Autopilot datasets and problem types - Amazon SageMaker
Services or capabilities described in Amazon Web Services documentation might vary by Region. To see the differences applicable to the China Regions, see Getting Started with Amazon Web Services in China (PDF).

Autopilot datasets and problem types

For tabular data (that is data in which each column contains a feature with a specific data type and each row contains an observation), Autopilot gives you the option of specifying the type of supervised learning problem available for the model candidates of the AutoML job, such as binary classification or regression, or of detecting it on your behalf based on the data you provide.

Autopilot datasets, data types, and formats

Autopilot supports tabular data formatted as CSV files or as Parquet files: each column contains a feature with a specific data type and each row contains an observation. The properties of these two file formats differ considerably.
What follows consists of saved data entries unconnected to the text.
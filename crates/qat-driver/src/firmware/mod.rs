//! Firmware containers
//!
//! | Module | Format |
//! |--------|--------|
//! | [`mof`] | MOF: named UOF and SUOF objects bundled in one file |
//! | [`uof`] | UOF: unsigned images, loaded through microstore writes |
//! | [`suof`] | SUOF: signed images, loaded through the FCU |
//!
//! Every parser works on [`Bytes`] and hands out zero-copy slices of it.
//! Every offset is checked against its parent region before use, and every
//! failure is reported as `MalformedFirmware`.

pub mod checksum;
pub mod mof;
pub mod reader;
pub mod suof;
pub mod uof;

pub use mof::{Mof, MofObject, ObjectKind};
pub use suof::{AeMode, SignedImage, Suof, SuofImage};
pub use uof::{CodePage, InitMem, InitRegSym, UofImage, UofObject, UwordBlock};

use crate::error::{QatError, Result};
use bytes::Bytes;
use qat_chip::fwfmt;

/// Container kind, from the leading file id.
#[derive(Debug, Clone, Copy, PartialEq, Eq)]
pub enum Container {
    /// MOF wrapper
    Mof,
    /// Bare UOF
    Uof,
    /// Bare SUOF
    Suof,
}

impl Container {
    /// Identify `blob` by its file id.
    ///
    /// # Errors
    ///
    /// Returns `MalformedFirmware` if the blob is shorter than a file id or
    /// the id is unknown.
    pub fn identify(blob: &[u8]) -> Result<Self> {
        let fid = reader::Reader::new(blob).u32()?;
        match fid {
            fwfmt::mof::FID => Ok(Self::Mof),
            fwfmt::uof::FID => Ok(Self::Uof),
            fwfmt::suof::FID => Ok(Self::Suof),
            _ => Err(QatError::malformed(format!("unknown file id {fid:#x}"))),
        }
    }
}

/// Parsed AE firmware, signed or not.
#[derive(Debug, Clone)]
pub enum AeFirmware {
    /// Unsigned object for the microstore path
    Uof(UofObject),
    /// Signed images for the FCU path
    Suof(Suof),
}

impl AeFirmware {
    /// Parse the AE object from `blob`.
    ///
    /// A MOF is searched for `object_name` (UOF or SUOF alike); a bare UOF
    /// or SUOF is taken as is.
    ///
    /// # Errors
    ///
    /// Returns `FirmwareNotFound` if a MOF lacks `object_name`, or the
    /// parse error of the selected object.
    pub fn parse(blob: &Bytes, object_name: &str) -> Result<Self> {
        match Container::identify(blob)? {
            Container::Mof => {
                let mof = Mof::parse(blob)?;
                let obj = mof
                    .find(object_name)
                    .ok_or_else(|| QatError::firmware_not_found(object_name))?;
                match obj.kind {
                    ObjectKind::Uof => UofObject::parse(&obj.data).map(Self::Uof),
                    ObjectKind::Suof => Suof::parse(&obj.data).map(Self::Suof),
                }
            }
            Container::Uof => UofObject::parse(blob).map(Self::Uof),
            Container::Suof => Suof::parse(blob).map(Self::Suof),
        }
    }

    /// Whether the images go through the FCU.
    pub const fn is_signed(&self) -> bool {
        matches!(self, Self::Suof(_))
    }
}

#[cfg(test)]
mod tests {
    use super::*;
    use crate::testing::{ImageSpec, MofBuilder, SuofBuilder, UofBuilder};
    use qat_chip::variant::prod_type;

    #[test]
    fn containers_are_identified_by_file_id() {
        let uof = UofBuilder::new(prod_type::DH895XCC).build();
        let suof = SuofBuilder::new(prod_type::C62X).image("a", 2, &[]).build();
        let mof = MofBuilder::new().uof("x.uof", uof.to_vec()).build();
        assert_eq!(Container::identify(&uof).unwrap(), Container::Uof);
        assert_eq!(Container::identify(&suof).unwrap(), Container::Suof);
        assert_eq!(Container::identify(&mof).unwrap(), Container::Mof);
        assert!(Container::identify(b"\x01\x02\x03\x04").is_err());
        assert!(Container::identify(b"\x01").is_err());
    }

    #[test]
    fn ae_object_is_selected_from_mof() {
        let uof = UofBuilder::new(prod_type::DH895XCC)
            .image(ImageSpec::new("main", 1, 0xff))
            .build();
        let suof = SuofBuilder::new(prod_type::C62X).image("signed", 2, &[]).build();
        let mof = MofBuilder::new()
            .uof("icp_qat_ae.uof", uof.to_vec())
            .suof("icp_qat_ae.suof", suof.to_vec())
            .build();

        let fw = AeFirmware::parse(&mof, "icp_qat_ae.uof").unwrap();
        assert!(!fw.is_signed());
        let fw = AeFirmware::parse(&mof, "icp_qat_ae.suof").unwrap();
        assert!(fw.is_signed());
        assert!(matches!(
            AeFirmware::parse(&mof, "nope").unwrap_err(),
            QatError::FirmwareNotFound { .. }
        ));
    }
}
  • CSV (comma-separated-values) is a row-based file format that stores data in human readable plaintext which a popular choice for data exchange as they are supported by a wide range of applications.
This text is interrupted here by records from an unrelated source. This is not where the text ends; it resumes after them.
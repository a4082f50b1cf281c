//! Firmware container formats: MOF, UOF and SUOF.
//!
//! All three formats are little-endian and share one idea: a file header
//! carrying a checksum and a table of named chunks, each addressed by an
//! offset and size relative to a parent region.
//!
//! ```text
//! MOF  file header ─┬─ SYM_OBJS   string table naming the objects below
//!                   ├─ UOF_OBJS   object table ─→ UOF files
//!                   └─ SUF_OBJS   object table ─→ SUOF files
//!
//! UOF  file header ── UOF_OBJS ── object header ─┬─ UOF_STRT  strings
//!                                                ├─ UOF_IMEM  LM initializers
//!                                                ├─ UOF_MSEG  memory segments
//!                                                └─ UOF_IMAG  images (N)
//!
//! SUOF file header ─┬─ chunk 0    string table
//!                   └─ chunk 1..N signed images
//! ```
//!
//! Offsets inside a UOF object (tables, code areas, microword blocks) are
//! relative to the start of the `UOF_OBJS` chunk.

/// Length of a chunk identifier.
pub const CHUNK_ID_LEN: usize = 8;

/// Build a chunk identifier from its name, NUL padded.
#[must_use]
pub const fn chunk_id(name: &str) -> [u8; CHUNK_ID_LEN] {
    let bytes = name.as_bytes();
    let mut id = [0u8; CHUNK_ID_LEN];
    let mut i = 0;
    while i < bytes.len() && i < CHUNK_ID_LEN {
        id[i] = bytes[i];
        i += 1;
    }
    id
}

/// CRC-16 polynomial of the container checksums.
pub const CRC_POLY: u32 = 0x1021;

/// MOF container.
pub mod mof {
    use super::{chunk_id, CHUNK_ID_LEN};

    /// File id, `"mof\0"` little-endian.
    pub const FID: u32 = 0x0066_6f6d;
    /// Major version understood.
    pub const MAJ_VER: u8 = 0x1;
    /// Minor version understood.
    pub const MIN_VER: u8 = 0x1;
    /// File header: fid, checksum, min/maj version, reserved, max/num chunks.
    pub const FILE_HDR_LEN: usize = 16;
    /// Checksummed region starts at the version bytes.
    pub const CSUM_START: usize = 8;
    /// Chunk header: id, `u64` offset, `u64` size.
    pub const CHUNK_HDR_LEN: usize = CHUNK_ID_LEN + 16;
    /// Object table header: max/num chunks.
    pub const OBJ_HDR_LEN: usize = 4;
    /// Object table entry: id, offset, size, name, reserved.
    pub const OBJ_CHUNK_HDR_LEN: usize = CHUNK_ID_LEN + 24;

    /// Symbol (string) table chunk.
    pub const SYM_OBJS: [u8; CHUNK_ID_LEN] = chunk_id("SYM_OBJS");
    /// UOF object table chunk.
    pub const UOF_OBJS: [u8; CHUNK_ID_LEN] = chunk_id("UOF_OBJS");
    /// SUOF object table chunk.
    pub const SUOF_OBJS: [u8; CHUNK_ID_LEN] = chunk_id("SUF_OBJS");
}

/// UOF container.
pub mod uof {
    use super::{chunk_id, CHUNK_ID_LEN};

    /// File id.
    pub const FID: u32 = 0xc6c2;
    /// Major version understood.
    pub const MAJ_VER: u8 = 0x4;
    /// Minor version understood.
    pub const MIN_VER: u8 = 0x11;
    /// File header: id, checksum, min/maj version, reserved, max/num chunks.
    pub const FILE_HDR_LEN: usize = 16;
    /// File chunk header: id, checksum, offset, size.
    pub const FILE_CHUNK_HDR_LEN: usize = CHUNK_ID_LEN + 12;
    /// Object header: cpu type, min/max cpu version, max/num chunks, reserved.
    pub const OBJ_HDR_LEN: usize = 20;
    /// Object chunk header: id, offset, size.
    pub const OBJ_CHUNK_HDR_LEN: usize = CHUNK_ID_LEN + 8;

    /// Object chunk of a UOF file.
    pub const OBJS: [u8; CHUNK_ID_LEN] = chunk_id("UOF_OBJS");
    /// String table.
    pub const STRT: [u8; CHUNK_ID_LEN] = chunk_id("UOF_STRT");
    /// Memory initializers.
    pub const IMEM: [u8; CHUNK_ID_LEN] = chunk_id("UOF_IMEM");
    /// Variable memory segment.
    pub const MSEG: [u8; CHUNK_ID_LEN] = chunk_id("UOF_MSEG");
    /// Image.
    pub const IMAG: [u8; CHUNK_ID_LEN] = chunk_id("UOF_IMAG");

    /// `init_mem` record header before its value attributes.
    pub const INIT_MEM_LEN: usize = 20;
    /// One `(byte_offset, value)` attribute.
    pub const MEM_VAL_ATTR_LEN: usize = 8;
    /// Variable memory segment: base/size/align for SRAM, SDRAM, SDRAM1, scratch.
    pub const VAR_MEM_SEG_LEN: usize = 48;
    /// Image header.
    pub const IMAGE_LEN: usize = 64;
    /// Code page header.
    pub const CODE_PAGE_LEN: usize = 40;
    /// Code area: word count, block table offset.
    pub const CODE_AREA_LEN: usize = 8;
    /// Microword block: start address, word count, data offset, reserved.
    pub const UWORD_BLOCK_LEN: usize = 16;
    /// Register table entry.
    pub const AE_REG_LEN: usize = 24;
    /// Register initializer.
    pub const INIT_REG_SYM_LEN: usize = 16;
    /// Symbolic breakpoint.
    pub const SBREAK_LEN: usize = 20;
    /// Import variable / neighbour register / fixup entry.
    pub const IMPORT_VAR_LEN: usize = 8;
    /// Local-memory initializer symbol table limit.
    pub const MAX_LMEM_REG: usize = 1024;

    /// Local memory region of an `init_mem` record.
    pub const REGION_LMEM: u8 = 3;
    /// Global scope of an `init_mem` record.
    pub const SCOPE_GLOBAL: u8 = 0;
    /// Local scope of an `init_mem` record.
    pub const SCOPE_LOCAL: u8 = 1;

    /// Register initializer applied to every assigned context.
    pub const INIT_REG: u8 = 0;
    /// Register initializer applied to one context.
    pub const INIT_REG_CTX: u8 = 1;
    /// Expression initializer.
    pub const INIT_EXPR: u8 = 2;
    /// Expression initializer with endian swap.
    pub const INIT_EXPR_ENDIAN_SWAP: u8 = 3;
    /// Immediate value type.
    pub const VALUE_IMMEDIATE: u8 = 0;
    /// Expression value type.
    pub const VALUE_EXPRESSION: u8 = 1;

    /// Pages per image supported by the loader.
    pub const MAX_PAGES: usize = 1;
    /// Page regions per image supported by the loader.
    pub const MAX_REGIONS: usize = 1;
    /// Slices (images) per engine.
    pub const MAX_SLICES: usize = 8;

    /// Image mode word fields.
    pub mod ae_mode {
        /// Context count field (4 or 8).
        pub const CTX_MODE_MASK: u16 = 0xf;
        /// Next-neighbour mode field.
        pub const NN_MODE_SHIFT: u16 = 4;
        /// Next-neighbour mode field mask after shifting.
        pub const NN_MODE_MASK: u16 = 0xf;
        /// Next-neighbour mode "don't care".
        pub const NN_MODE_DONTCARE: u16 = 0xf;
        /// LM address 0 global.
        pub const LMEM0: u16 = 1 << 8;
        /// LM address 1 global.
        pub const LMEM1: u16 = 1 << 9;
        /// Microstore shared with the neighbour engine.
        pub const SHARED_USTORE: u16 = 1 << 11;
        /// Reloadable microstore shared between contexts.
        pub const RELOAD_CTX_SHARED: u16 = 1 << 12;

        /// Context count encoded in `mode`.
        #[must_use]
        pub const fn ctx_mode(mode: u16) -> u16 {
            mode & CTX_MODE_MASK
        }

        /// NN mode encoded in `mode`.
        #[must_use]
        pub const fn nn_mode(mode: u16) -> u16 {
            (mode >> NN_MODE_SHIFT) & NN_MODE_MASK
        }
    }

    /// `AE_MISC_CONTROL` reload field for a reloadable size in words.
    #[must_use]
    pub const fn cs_reload(reload_words: u32) -> Option<u32> {
        match reload_words {
            0 => Some(0),
            0x2000 => Some(1),
            0x4000 => Some(2),
            0x8000 => Some(3),
            _ => None,
        }
    }
}

/// SUOF container.
pub mod suof {
    use super::CHUNK_ID_LEN;

    /// File id, `"SUOF"`.
    pub const FID: u32 = 0x5355_4f46;
    /// Major version understood.
    pub const MAJ_VER: u8 = 0x0;
    /// Minor version understood.
    pub const MIN_VER: u8 = 0x1;
    /// File header: id, checksum, min/maj version, fw type, reserved,
    /// max/num chunks.
    pub const FILE_HDR_LEN: usize = 16;
    /// Checksummed region starts at the version bytes.
    pub const CSUM_START: usize = 8;
    /// Chunk header: id, `u64` offset, `u64` size.
    pub const CHUNK_HDR_LEN: usize = CHUNK_ID_LEN + 16;
    /// Object header before each signed image: image length, reserved.
    pub const OBJ_HDR_LEN: usize = 8;

    /// CSS header.
    pub const CSS_HDR_LEN: usize = 128;
    /// Offset of the `u32` firmware type inside the CSS header.
    pub const CSS_FW_TYPE_OFFSET: usize = 40;
    /// CSS firmware type of an AE image.
    pub const CSS_AE_FIRMWARE: u32 = 0;
    /// CSS firmware type of the MMP image.
    pub const CSS_MMP_FIRMWARE: u32 = 1;
    /// RSA modulus.
    pub const CSS_MODULUS_LEN: usize = 256;
    /// RSA exponent.
    pub const CSS_EXPONENT_LEN: usize = 4;
    /// Signature.
    pub const CSS_SIGNATURE_LEN: usize = 256;
    /// Padding between modulus and exponent in the FCU public key layout.
    pub const CSS_KEY_PAD_LEN: usize = 252;
    /// Public key as laid out for the FCU: modulus, padding, exponent.
    pub const CSS_PUB_LEN: usize = CSS_MODULUS_LEN + CSS_KEY_PAD_LEN + CSS_EXPONENT_LEN;
    /// Offset of the AE-mode metadata inside a signed image.
    pub const AE_IMG_OFFSET: usize =
        CSS_HDR_LEN + CSS_MODULUS_LEN + CSS_EXPONENT_LEN + CSS_SIGNATURE_LEN;
    /// Engine init sequence following the AE-mode metadata.
    pub const INIT_SEQ_LEN: usize = 50 * 8;
    /// Largest signed image accepted.
    pub const MAX_IMAGE_LEN: usize = 0x40000;
    /// Image name field inside the AE-mode metadata.
    pub const NAME_LEN: usize = 256;
    /// Offset of the image name inside the AE-mode metadata.
    pub const NAME_OFFSET: usize = 40;
    /// Offset of the application metadata inside the AE-mode metadata.
    pub const APP_META_OFFSET: usize = NAME_OFFSET + NAME_LEN;
    /// Application metadata field inside the AE-mode metadata.
    pub const APP_META_LEN: usize = 256;
    /// AE-mode metadata: ids, versions and masks (24), nine mode bytes,
    /// seven reserved, then the name and application metadata.
    pub const AE_MODE_LEN: usize = APP_META_OFFSET + APP_META_LEN;

    /// FCU authentication descriptor.
    pub const AUTH_DESC_LEN: usize = 64;
    /// Authentication chunk: descriptor, chunk size, chunk bus address,
    /// padded to a 64-byte boundary.
    pub const AUTH_CHUNK_LEN: usize = 128;
    /// Alignment of the authentication DMA buffer.
    pub const AUTH_DMA_ALIGN: usize = 64;
}

#[cfg(test)]
mod tests {
    use super::*;

    #[test]
    fn chunk_ids_are_nul_padded() {
        assert_eq!(&mof::SYM_OBJS, b"SYM_OBJS");
        assert_eq!(&chunk_id("ab"), b"ab\0\0\0\0\0\0");
        assert_eq!(&chunk_id("TOO_LONG_NAME"), b"TOO_LONG");
    }

    #[test]
    fn ae_mode_block_layout() {
        assert_eq!(suof::NAME_OFFSET, 24 + 9 + 7);
        assert_eq!(suof::APP_META_OFFSET, 296);
        assert_eq!(suof::AE_MODE_LEN, 552);
    }

    #[test]
    fn signed_image_offsets() {
        assert_eq!(suof::AE_IMG_OFFSET, 644);
        assert_eq!(suof::CSS_PUB_LEN, 512);
    }

    #[test]
    fn reload_sizes() {
        assert_eq!(uof::cs_reload(0x4000), Some(2));
        assert_eq!(uof::cs_reload(0x1000), None);
    }
}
  • Parquet is a column-based file format where the data is stored and processed more efficiently than row-based file formats. This makes them a better option for big data problems.

The data types accepted for columns include numerical, categorical, text, and time series that consists of strings of comma-separated numbers. If Autopilot detects it is dealing with time series sequences, it processes them through specialized feature transformers provided by the tsfresh library. This library takes the time series as an input and outputs a feature such as the highest absolute value of the time series or descriptive statistics on autocorrelation. These outputted features are then used as inputs to one of the three problem types.

Autopilot supports building machine learning models on large datasets up to hundreds of GBs. For details on the default resource limits for input datasets and how to increase them, see Autopilot quotas.

Autopilot problem types

For the tabular data, you further specify the type of supervised learning problems available for the model candidates as follows:

Regression

Regression estimates the values of a dependent target variable based on one or more other variables or attributes that are correlated with it. An example is the prediction of house prices using features like the number of bathrooms and bedrooms, square footage of the house and garden. Regression analysis can create a model that takes one or more of these features as an input and predicts the price of a house.

Binary classification

Binary classification is a type of supervised learning that assigns an individual to one of two predefined and mutually exclusive classes based on their attributes. It is supervised because the models are trained using examples where the attributes are provided with correctly labeled objects. A medical diagnosis for whether an individual has a disease or not based on the results of diagnostic tests is an example of binary classification.

Multiclass classification

Multiclass classification is a type of supervised learning that assigns an individual to one of several classes based on their attributes. It is supervised because the models are trained using examples where the attributes are provided with correctly labelled objects. An example is the prediction of the topic most relevant to a text document. A document may be classified as being about, say, religion or politics or finance, or about one of several other predefined topic classes.